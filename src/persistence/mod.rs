//! Key-value persistence
//!
//! Everything persisted is a JSON string under a fixed key:
//! - `MemoryStore`: tests and throwaway sessions
//! - `FileStore`: one `<key>.json` per key, written via temp file + rename (native)
//! - `LocalStore`: browser LocalStorage (wasm32)
//!
//! Writes are last-write-wins; a torn write shows up as corrupt JSON on the
//! next load and is replaced by an empty collection there.

use std::collections::HashMap;

use crate::error::StorageError;

#[cfg(not(target_arch = "wasm32"))]
pub mod file;
#[cfg(target_arch = "wasm32")]
pub mod local;

#[cfg(not(target_arch = "wasm32"))]
pub use file::FileStore;
#[cfg(target_arch = "wasm32")]
pub use local::LocalStore;

/// Simple get/set contract over string values
pub trait Store {
    fn get(&self, key: &str) -> Result<Option<String>, StorageError>;
    fn set(&mut self, key: &str, value: &str) -> Result<(), StorageError>;
    fn remove(&mut self, key: &str) -> Result<(), StorageError>;
}

/// In-process store
#[derive(Debug, Clone, Default)]
pub struct MemoryStore {
    entries: HashMap<String, String>,
}

impl Store for MemoryStore {
    fn get(&self, key: &str) -> Result<Option<String>, StorageError> {
        Ok(self.entries.get(key).cloned())
    }

    fn set(&mut self, key: &str, value: &str) -> Result<(), StorageError> {
        self.entries.insert(key.to_string(), value.to_string());
        Ok(())
    }

    fn remove(&mut self, key: &str) -> Result<(), StorageError> {
        self.entries.remove(key);
        Ok(())
    }
}

#[cfg(test)]
mod tests {
    use super::*;

    #[test]
    fn test_memory_store_roundtrip() {
        let mut store = MemoryStore::default();
        assert_eq!(store.get("k").unwrap(), None);
        store.set("k", "[1,2]").unwrap();
        assert_eq!(store.get("k").unwrap().as_deref(), Some("[1,2]"));
        store.remove("k").unwrap();
        assert_eq!(store.get("k").unwrap(), None);
    }
}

## EXERCISE DIRECTIONS
Only the lines from the start of the material through the line bearing "JSON on the" are needed, restated exactly, with both end lines included.

## OUTPUT OF THE TASK
filename src/persistence/mod.rs
//! Key-value persistence
//!
//! Everything persisted is a JSON string under a fixed key:
//! - `MemoryStore`: tests and throwaway sessions
//! - `FileStore`: one `<key>.json` per key, written via temp file + rename (native)
//! - `LocalStore`: browser LocalStorage (wasm32)
//!
//! Writes are last-write-wins; a torn write shows up as corrupt JSON on the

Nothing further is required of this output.